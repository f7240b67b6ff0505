//! Less-than-or-equal comparison operator implementation

use super::helpers::validate_comparison;
use super::traits::BinaryOperator;
use crate::error::Result;
use crate::types::{DataType, Value};
use std::cmp::Ordering;

pub struct LessThanEqualOperator;

impl BinaryOperator for LessThanEqualOperator {
    fn name(&self) -> &'static str {
        "less-than-or-equal"
    }

    fn symbol(&self) -> &'static str {
        "<="
    }

    fn validate(&self, left: &DataType, right: &DataType) -> Result<DataType> {
        validate_comparison(left, right)
    }

    fn execute(&self, left: &Value, right: &Value) -> Result<Value> {
        if left.is_null() || right.is_null() {
            return Ok(Value::Null);
        }
        Ok(Value::boolean(
            super::compare(left, right)? != Ordering::Greater,
        ))
    }
}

#### [What needs to be done]
Only lines holding the word "left" are wanted; list them all from the material.

#### [Task answer]
    fn validate(&self, left: &DataType, right: &DataType) -> Result<DataType> {
        validate_comparison(left, right)
    fn execute(&self, left: &Value, right: &Value) -> Result<Value> {
        if left.is_null() || right.is_null() {
            super::compare(left, right)? != Ordering::Greater,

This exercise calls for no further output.